Standing on the deck of the Captain Carl, his 34-foot lobster boat, Jeff Woodman reflects on how the rocky shores of Spruce Head, Maine, have become an unlikely frontline in both President Donald Trump’s global tariff wars and America’s battle against the coronavirus pandemic.
“Lobstering has been a family business. I’m third-generation,” says Woodman. “But it’s changing.”
Maine’s world-famous lobster industry is sinking. For years, China had been the top buyer of U.S. lobster, 80% of which is caught off the state’s coast. But when Beijing retaliated for a second round of U.S. tariffs on Chinese goods, it slapped a 25% levy on the elite treat and reduced its tariff on Canadian catches. As the Trump Administration continues battling with the E.U., Europe, too, has been buying more from Canada; Ottawa and Belgium signed a trade deal three years ago that eliminated tariffs on Canadian lobster, while U.S. catches retain an 8% tax.
As a result, by early this year, Maine’s year-on-year lobster exports to China and Europe had both dropped by about 50%. The market for Homarus Americanus has shrunk to little more than domestic consumption and a limited number of wealthy epicures in Singapore, South Korea, the United Arab Emirates, and Qatar, says Annie Tselikis, the executive director of the Maine Lobster Dealers’ Association.
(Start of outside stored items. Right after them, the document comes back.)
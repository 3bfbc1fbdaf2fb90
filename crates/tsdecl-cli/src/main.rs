//! protoc-gen-tsdecl - Generate TypeScript declaration files from Protocol Buffers
//!
//! Run without arguments it acts as a protoc plugin: a `CodeGeneratorRequest`
//! is read from stdin and a `CodeGeneratorResponse` written to stdout. Given
//! `--descriptor-set` or `--descriptor-dir` it reads compiled descriptor sets
//! and writes `.d.ts` files to disk.

use anyhow::{bail, Context, Result};
use clap::{Args, Parser};
use prost::Message;
use prost_types::{FileDescriptorProto, FileDescriptorSet};
use std::collections::HashSet;
use std::fs;
use std::io::{Read, Write};
use std::path::{Component, Path, PathBuf};
use tracing::{debug, info, trace, warn, Level};
use tracing_subscriber::EnvFilter;
use tsdecl_core::{plugin, Config, GeneratedFile, Generator};
use walkdir::WalkDir;

/// Descriptor set extensions picked up by `--descriptor-dir`
const DESCRIPTOR_EXTENSIONS: &[&str] = &["pb", "binpb", "desc"];

/// Generate TypeScript declaration files from Protocol Buffer descriptors
#[derive(Parser, Debug)]
#[command(name = "protoc-gen-tsdecl")]
#[command(author, version, about, long_about = None)]
#[command(propagate_version = true)]
struct Cli {
    #[command(flatten)]
    input: InputMode,

    /// Proto file names to generate (default: every file in the sets)
    #[arg(long = "file", value_name = "NAME")]
    files: Vec<String>,

    /// Output directory for generated .d.ts files
    #[arg(short, long, default_value = ".")]
    output: PathBuf,

    /// Generator options, in protoc parameter form (e.g. "naming=verbatim,int_enums")
    #[arg(short, long, default_value = "", env = "TSDECL_PARAMETER")]
    parameter: String,

    /// Verbosity level (-v, -vv, -vvv)
    #[arg(short, long, action = clap::ArgAction::Count)]
    verbose: u8,

    /// Dry run - don't write files, just show what would be generated
    #[arg(long)]
    dry_run: bool,

    /// Overwrite existing files without prompting
    #[arg(long)]
    force: bool,

    /// Compare against existing files and fail if any is missing or differs
    #[arg(long, conflicts_with_all = ["dry_run", "force"])]
    check: bool,
}

#[derive(Args, Debug)]
#[group(required = false, multiple = false)]
struct InputMode {
    /// Path to a serialized FileDescriptorSet (repeatable)
    #[arg(short = 'd', long = "descriptor-set", value_name = "FILE")]
    descriptor_sets: Vec<PathBuf>,

    /// Directory searched recursively for descriptor sets (*.pb, *.binpb, *.desc)
    #[arg(long, value_name = "DIR")]
    descriptor_dir: Option<PathBuf>,
}

impl InputMode {
    fn is_plugin(&self) -> bool {
        self.descriptor_sets.is_empty() && self.descriptor_dir.is_none()
    }
}

fn main() -> Result<()> {
    let cli = Cli::parse();

    // Initialize tracing; stdout carries the plugin response
    let level = match cli.verbose {
        0 => Level::WARN,
        1 => Level::INFO,
        2 => Level::DEBUG,
        _ => Level::TRACE,
    };

    tracing_subscriber::fmt()
        .with_env_filter(EnvFilter::from_default_env().add_directive(level.into()))
        .with_target(false)
        .with_writer(std::io::stderr)
        .init();

    if cli.input.is_plugin() {
        run_plugin()
    } else {
        run_files(&cli)
    }
}

/// Speak the protoc plugin protocol over stdin/stdout
fn run_plugin() -> Result<()> {
    let mut input = Vec::new();
    std::io::stdin()
        .read_to_end(&mut input)
        .context("Failed to read CodeGeneratorRequest from stdin")?;
    trace!("Read {} bytes of request", input.len());

    let response = plugin::respond(&input);
    if let Some(error) = &response.error {
        warn!("Generation failed: {}", error);
    } else {
        info!("Generated {} file(s)", response.file.len());
    }

    let mut stdout = std::io::stdout().lock();
    stdout
        .write_all(&response.encode_to_vec())
        .context("Failed to write CodeGeneratorResponse to stdout")?;
    stdout.flush().context("Failed to flush stdout")?;
    Ok(())
}

/// Generate from descriptor sets on disk
fn run_files(cli: &Cli) -> Result<()> {
    let files = load_descriptors(&cli.input)?;
    if files.is_empty() {
        bail!("No file descriptors found in the given input");
    }

    let to_generate = if cli.files.is_empty() {
        files.iter().map(|f| f.name().to_string()).collect()
    } else {
        cli.files.clone()
    };

    let config = Config::from_parameter(&cli.parameter)
        .with_context(|| format!("Invalid parameter string: {:?}", cli.parameter))?;
    let generated = Generator::new(config)
        .generate(&files, &to_generate)
        .context("Failed to generate declarations")?;

    if cli.check {
        return check_outputs(&cli.output, &generated);
    }

    let mut written = 0;
    for file in &generated {
        let output_path = safe_output_path(&cli.output, &file.name)?;

        if cli.dry_run {
            println!("Would write: {}", output_path.display());
            if cli.verbose > 0 {
                println!("---");
                println!("{}", file.content);
                println!("---");
            }
            continue;
        }

        write_declaration_file(&output_path, &file.content, cli.force)?;
        println!("Wrote {}", output_path.display());
        written += 1;
    }

    info!(
        "Summary: {} generated, {} written",
        generated.len(),
        written
    );
    Ok(())
}

/// Load every file descriptor named by the input mode, first occurrence wins
fn load_descriptors(input: &InputMode) -> Result<Vec<FileDescriptorProto>> {
    let mut paths = input.descriptor_sets.clone();

    if let Some(dir) = &input.descriptor_dir {
        if !dir.is_dir() {
            bail!("Path is not a directory: {}", dir.display());
        }
        info!("Scanning directory: {}", dir.display());

        for entry in WalkDir::new(dir)
            .follow_links(false)
            .sort_by_file_name()
            .into_iter()
            .filter_map(|e| e.ok())
        {
            let path = entry.path();
            if path.is_file() && is_descriptor_set(path) {
                paths.push(path.to_path_buf());
            } else {
                trace!("Skipping {}", path.display());
            }
        }
    }

    let mut seen = HashSet::new();
    let mut files = Vec::new();
    for path in &paths {
        let data = fs::read(path)
            .with_context(|| format!("Failed to read descriptor set: {}", path.display()))?;
        let set = FileDescriptorSet::decode(data.as_slice())
            .with_context(|| format!("Failed to decode descriptor set: {}", path.display()))?;

        debug!("Loaded {} file(s) from {}", set.file.len(), path.display());
        for file in set.file {
            if seen.insert(file.name().to_string()) {
                files.push(file);
            } else {
                debug!("Skipping duplicate descriptor: {}", file.name());
            }
        }
    }

    Ok(files)
}

fn is_descriptor_set(path: &Path) -> bool {
    path.extension()
        .and_then(|e| e.to_str())
        .map(|e| DESCRIPTOR_EXTENSIONS.contains(&e.to_lowercase().as_str()))
        .unwrap_or(false)
}

/// Join a generated file name onto the output directory, refusing any name
/// that would escape it
fn safe_output_path(output_dir: &Path, name: &str) -> Result<PathBuf> {
    let relative = Path::new(name);
    let escapes = relative
        .components()
        .any(|c| !matches!(c, Component::Normal(_) | Component::CurDir));
    if escapes {
        bail!(
            "Path traversal detected: '{}' would escape output directory",
            name
        );
    }
    Ok(output_dir.join(relative))
}

/// Compare generated output with the files on disk
fn check_outputs(output_dir: &Path, generated: &[GeneratedFile]) -> Result<()> {
    let mut stale = Vec::new();
    for file in generated {
        let path = safe_output_path(output_dir, &file.name)?;
        match fs::read_to_string(&path) {
            Ok(existing) if existing == file.content => {
                debug!("Up to date: {}", path.display());
            }
            Ok(_) => stale.push(format!("{} (differs)", path.display())),
            Err(_) => stale.push(format!("{} (missing)", path.display())),
        }
    }

    if !stale.is_empty() {
        bail!("Generated files are out of date:\n  {}", stale.join("\n  "));
    }
    println!("{} file(s) up to date", generated.len());
    Ok(())
}

/// Write a declaration file to disk
fn write_declaration_file(output_path: &Path, content: &str, force: bool) -> Result<()> {
    // Create parent directories
    if let Some(parent) = output_path.parent() {
        fs::create_dir_all(parent)
            .with_context(|| format!("Failed to create directory: {}", parent.display()))?;
    }

    if output_path.exists() && !force {
        bail!(
            "File already exists: {} (use --force to overwrite)",
            output_path.display()
        );
    }

    let mut file = fs::File::create(output_path)
        .with_context(|| format!("Failed to create file: {}", output_path.display()))?;

    file.write_all(content.as_bytes())
        .with_context(|| format!("Failed to write file: {}", output_path.display()))?;

    Ok(())
}
//! RPC method signatures.
//!
//! Every method result is wrapped in the same response envelope, whatever
//! its streaming shape, so generated stubs share one calling convention.

use crate::config::Config;
use crate::error::Result;
use crate::resolver::NameResolver;
use prost_types::MethodDescriptorProto;
use std::fmt;

/// Streaming shape of a method, keyed by (client streaming, server streaming)
#[derive(Debug, Clone, Copy, PartialEq, Eq)]
pub enum CallShape {
    /// One request in, one envelope out
    Unary,
    /// One request in, envelopes delivered to a callback
    ServerStreaming,
    /// Requests pulled from a producer, one envelope out
    ClientStreaming,
    /// Requests pulled from a producer, envelopes delivered to a callback
    Bidirectional,
}

impl CallShape {
    /// Picks the shape from a method's streaming flags
    pub fn from_flags(client_streaming: bool, server_streaming: bool) -> Self {
        match (client_streaming, server_streaming) {
            (false, false) => CallShape::Unary,
            (false, true) => CallShape::ServerStreaming,
            (true, false) => CallShape::ClientStreaming,
            (true, true) => CallShape::Bidirectional,
        }
    }
}

/// A method's call signature, rendered through [`fmt::Display`]
#[derive(Debug, Clone, PartialEq, Eq)]
pub struct Signature {
    /// Streaming shape
    pub shape: CallShape,
    /// Resolved request message path
    pub input: String,
    /// Resolved response message path
    pub output: String,
    /// Render streams as `AsyncIterator<...>` instead of callbacks
    pub async_iterators: bool,
}

impl Signature {
    /// The envelope wrapping every response
    pub fn envelope(&self) -> String {
        format!(
            "{{ response: {}, code: number, message: string, detail: any }}",
            self.output
        )
    }
}

impl fmt::Display for Signature {
    fn fmt(&self, f: &mut fmt::Formatter<'_>) -> fmt::Result {
        let input = &self.input;
        let envelope = self.envelope();

        if self.async_iterators {
            let request = match self.shape {
                CallShape::ClientStreaming | CallShape::Bidirectional => {
                    format!("AsyncIterator<{}>", input)
                }
                _ => input.clone(),
            };
            let response = match self.shape {
                CallShape::ServerStreaming | CallShape::Bidirectional => {
                    format!("AsyncIterator<{}>", envelope)
                }
                _ => envelope,
            };
            return write!(f, "(r:{}) => {}", request, response);
        }

        match self.shape {
            CallShape::Unary => write!(f, "(r:{}) => {}", input, envelope),
            CallShape::ServerStreaming => write!(
                f,
                "(r:{}, cb:(a:{{value: {}, done: boolean}}) => void) => void",
                input, envelope
            ),
            CallShape::ClientStreaming => write!(
                f,
                "(r:() => {{value: {}, done: boolean}}) => {}",
                input, envelope
            ),
            CallShape::Bidirectional => write!(
                f,
                "(r:() => {{value: {}, done: boolean}}, cb:(a:{{value: {}, done: boolean}}) => void) => void",
                input, envelope
            ),
        }
    }
}

/// Builds the signature of one method of `service` (fully-qualified)
pub fn map_method(
    method: &MethodDescriptorProto,
    service: &str,
    resolver: &mut NameResolver<'_, '_>,
    config: &Config,
) -> Result<Signature> {
    let context = format!("method {}.{}", service, method.name());
    let scope = service.rsplit_once('.').map_or("", |(package, _)| package);

    let input = resolver.resolve(method.input_type(), scope, &context)?;
    let output = resolver.resolve(method.output_type(), scope, &context)?;

    Ok(Signature {
        shape: CallShape::from_flags(method.client_streaming(), method.server_streaming()),
        input: input.path,
        output: output.path,
        async_iterators: config.async_iterators,
    })
}
//! Request-level generation.
//!
//! [`Generator`] indexes every descriptor of a request once, then produces
//! one declaration file per requested input. Each output file is lowered
//! with its own [`NameResolver`], so files are generated in parallel and
//! only share the read-only index.

use crate::comments::{self, CommentMap};
use crate::config::Config;
use crate::emit::{self, DeclarationFile};
use crate::error::{Error, Result};
use crate::index::{is_map_entry, join, DescriptorIndex};
use crate::mapper::{self, FieldScope};
use crate::naming::{transform, NameKind};
use crate::resolver::NameResolver;
use crate::service;
use crate::tree::{self, EnumDecl, EnumMember, Member, MessageDecl, MethodDecl, ServiceDecl};
use prost_types::{DescriptorProto, EnumDescriptorProto, FileDescriptorProto, ServiceDescriptorProto};
use rayon::prelude::*;
use std::collections::{HashMap, HashSet};
use tracing::debug;

/// One generated declaration file
#[derive(Debug, Clone, PartialEq, Eq)]
pub struct GeneratedFile {
    /// Proto file the declarations were generated from
    pub source: String,
    /// Output path (`dir/name.d.ts`)
    pub name: String,
    /// File content
    pub content: String,
}

/// Generates declaration files from file descriptors
#[derive(Debug, Clone, Default)]
pub struct Generator {
    config: Config,
}

impl Generator {
    /// Creates a generator with the given configuration
    pub fn new(config: Config) -> Self {
        Self { config }
    }

    /// Returns the configuration
    pub fn config(&self) -> &Config {
        &self.config
    }

    /// Generates one declaration file per name in `to_generate`.
    ///
    /// Outputs are returned sorted by source name. The run fails as a whole
    /// on the first error (in that order); no partial output is returned.
    pub fn generate(
        &self,
        files: &[FileDescriptorProto],
        to_generate: &[String],
    ) -> Result<Vec<GeneratedFile>> {
        let index = DescriptorIndex::build(files)?;

        let mut names: Vec<&str> = to_generate.iter().map(String::as_str).collect();
        names.sort_unstable();
        names.dedup();

        for name in &names {
            if index.file(name).is_none() {
                return Err(Error::UnknownFileToGenerate {
                    file: name.to_string(),
                });
            }
        }

        let results: Vec<Result<GeneratedFile>> = names
            .par_iter()
            .map(|name| self.generate_file(&index, name))
            .collect();

        results.into_iter().collect()
    }

    /// Generates the declaration file for a single proto file
    pub fn generate_file(&self, index: &DescriptorIndex<'_>, name: &str) -> Result<GeneratedFile> {
        let file = index
            .file(name)
            .ok_or_else(|| Error::UnknownFileToGenerate {
                file: name.to_string(),
            })?;

        let mut lowering = FileLowering {
            file,
            comments: CommentMap::from_file(file),
            resolver: NameResolver::new(index, name),
            config: &self.config,
        };

        let package = file.package();
        let mut enums = Vec::with_capacity(file.enum_type.len());
        for (i, enum_type) in file.enum_type.iter().enumerate() {
            let path = vec![comments::FILE_ENUM, i as i32];
            enums.push(lowering.lower_enum(enum_type, package, &path));
        }

        let mut messages = Vec::with_capacity(file.message_type.len());
        for (i, message) in file.message_type.iter().enumerate() {
            let path = vec![comments::FILE_MESSAGE, i as i32];
            messages.push(lowering.lower_message(message, package, &path)?);
        }

        let mut services = Vec::with_capacity(file.service.len());
        for (i, service) in file.service.iter().enumerate() {
            let path = vec![comments::FILE_SERVICE, i as i32];
            services.push(lowering.lower_service(service, package, &path)?);
        }

        let tree = tree::build(package, name, enums, messages, services)?;
        let declarations = DeclarationFile {
            imports: lowering.resolver.into_imports(),
            tree,
        };
        let content = emit::render(&declarations, &self.config);

        let output = output_name(name);
        debug!("Generated {} from {} ({} bytes)", output, name, content.len());

        Ok(GeneratedFile {
            source: name.to_string(),
            name: output,
            content,
        })
    }
}

/// Output path for a proto file: same base name, `.d.ts` extension
pub fn output_name(proto_file: &str) -> String {
    let stem = proto_file.strip_suffix(".proto").unwrap_or(proto_file);
    format!("{}.d.ts", stem)
}

/// Turns one file's descriptors into resolved declarations
struct FileLowering<'g, 'i, 'a> {
    file: &'a FileDescriptorProto,
    comments: CommentMap,
    resolver: NameResolver<'i, 'a>,
    config: &'g Config,
}

impl<'g, 'i, 'a> FileLowering<'g, 'i, 'a> {
    fn lower_message(
        &mut self,
        message: &DescriptorProto,
        parent: &str,
        path: &[i32],
    ) -> Result<MessageDecl> {
        let full_name = join(parent, message.name());
        let scope = FieldScope {
            message: &full_name,
            file: self.file.name(),
        };

        let mut members = Vec::with_capacity(message.field.len());
        let mut entry_order = Vec::new();
        for (k, field) in message.field.iter().enumerate() {
            let mapped = mapper::map_field(field, scope, &mut self.resolver, self.config)?;
            if let Some(entry) = mapped.map_entry {
                entry_order.push(entry);
            }

            let comments = self.comments.get(&comments::child(path, comments::MESSAGE_FIELD, k));
            members.push(Member {
                name: transform(field.name(), NameKind::Field, self.config.naming),
                expr: mapped.expr,
                leading: comments.leading,
                trailing: comments.trailing,
            });
        }

        let mut enums = Vec::with_capacity(message.enum_type.len());
        for (j, enum_type) in message.enum_type.iter().enumerate() {
            let enum_path = comments::child(path, comments::MESSAGE_ENUM, j);
            enums.push(self.lower_enum(enum_type, &full_name, &enum_path));
        }

        let mut messages = Vec::new();
        let mut entries: HashMap<String, MessageDecl> = HashMap::new();
        let mut unreferenced_entries = Vec::new();
        for (j, nested) in message.nested_type.iter().enumerate() {
            let nested_path = comments::child(path, comments::MESSAGE_NESTED, j);
            let decl = self.lower_message(nested, &full_name, &nested_path)?;
            if is_map_entry(nested) {
                unreferenced_entries.push(decl.full_name.clone());
                entries.insert(decl.full_name.clone(), decl);
            } else {
                messages.push(decl);
            }
        }

        let mut map_entries = Vec::with_capacity(entries.len());
        let mut placed = HashSet::new();
        for entry in entry_order.iter().chain(unreferenced_entries.iter()) {
            if !placed.insert(entry.clone()) {
                continue;
            }
            if let Some(decl) = entries.remove(entry) {
                map_entries.push(decl);
            }
        }

        let comments = self.comments.get(path);
        Ok(MessageDecl {
            name: transform(message.name(), NameKind::Message, self.config.naming),
            full_name,
            leading: comments.leading,
            members,
            enums,
            messages,
            map_entries,
        })
    }

    fn lower_enum(&self, enum_type: &EnumDescriptorProto, parent: &str, path: &[i32]) -> EnumDecl {
        let mut seen = HashSet::new();
        let mut members = Vec::with_capacity(enum_type.value.len());

        for (k, value) in enum_type.value.iter().enumerate() {
            // Aliases share a number; the first-declared name wins.
            if !seen.insert(value.number()) {
                continue;
            }
            let comments = self.comments.get(&comments::child(path, comments::ENUM_VALUE, k));
            members.push(EnumMember {
                name: transform(value.name(), NameKind::EnumValue, self.config.naming),
                number: value.number(),
                leading: comments.leading,
                trailing: comments.trailing,
            });
        }

        EnumDecl {
            name: transform(enum_type.name(), NameKind::Enum, self.config.naming),
            full_name: join(parent, enum_type.name()),
            leading: self.comments.get(path).leading,
            members,
        }
    }

    fn lower_service(
        &mut self,
        service: &ServiceDescriptorProto,
        package: &str,
        path: &[i32],
    ) -> Result<ServiceDecl> {
        let full_name = join(package, service.name());

        let mut methods = Vec::with_capacity(service.method.len());
        for (k, method) in service.method.iter().enumerate() {
            let signature = service::map_method(method, &full_name, &mut self.resolver, self.config)?;
            let comments = self.comments.get(&comments::child(path, comments::SERVICE_METHOD, k));
            methods.push(MethodDecl {
                name: transform(method.name(), NameKind::Method, self.config.naming),
                signature,
                leading: comments.leading,
                trailing: comments.trailing,
            });
        }

        Ok(ServiceDecl {
            name: format!(
                "{}Service",
                transform(service.name(), NameKind::Service, self.config.naming)
            ),
            full_name,
            leading: self.comments.get(path).leading,
            methods,
        })
    }
}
“Then comes COVID,” Tselikis says. The major U.S. buyers of Maine lobster – casinos, cruise ships, restaurants, resorts, and corporate campuses — all shut down. The state’s lobstermen and women are still venturing out, but about a third of them have received nearly $15 million in federal Paycheck Protection Program loans to help them cope with the COVID-19 related losses.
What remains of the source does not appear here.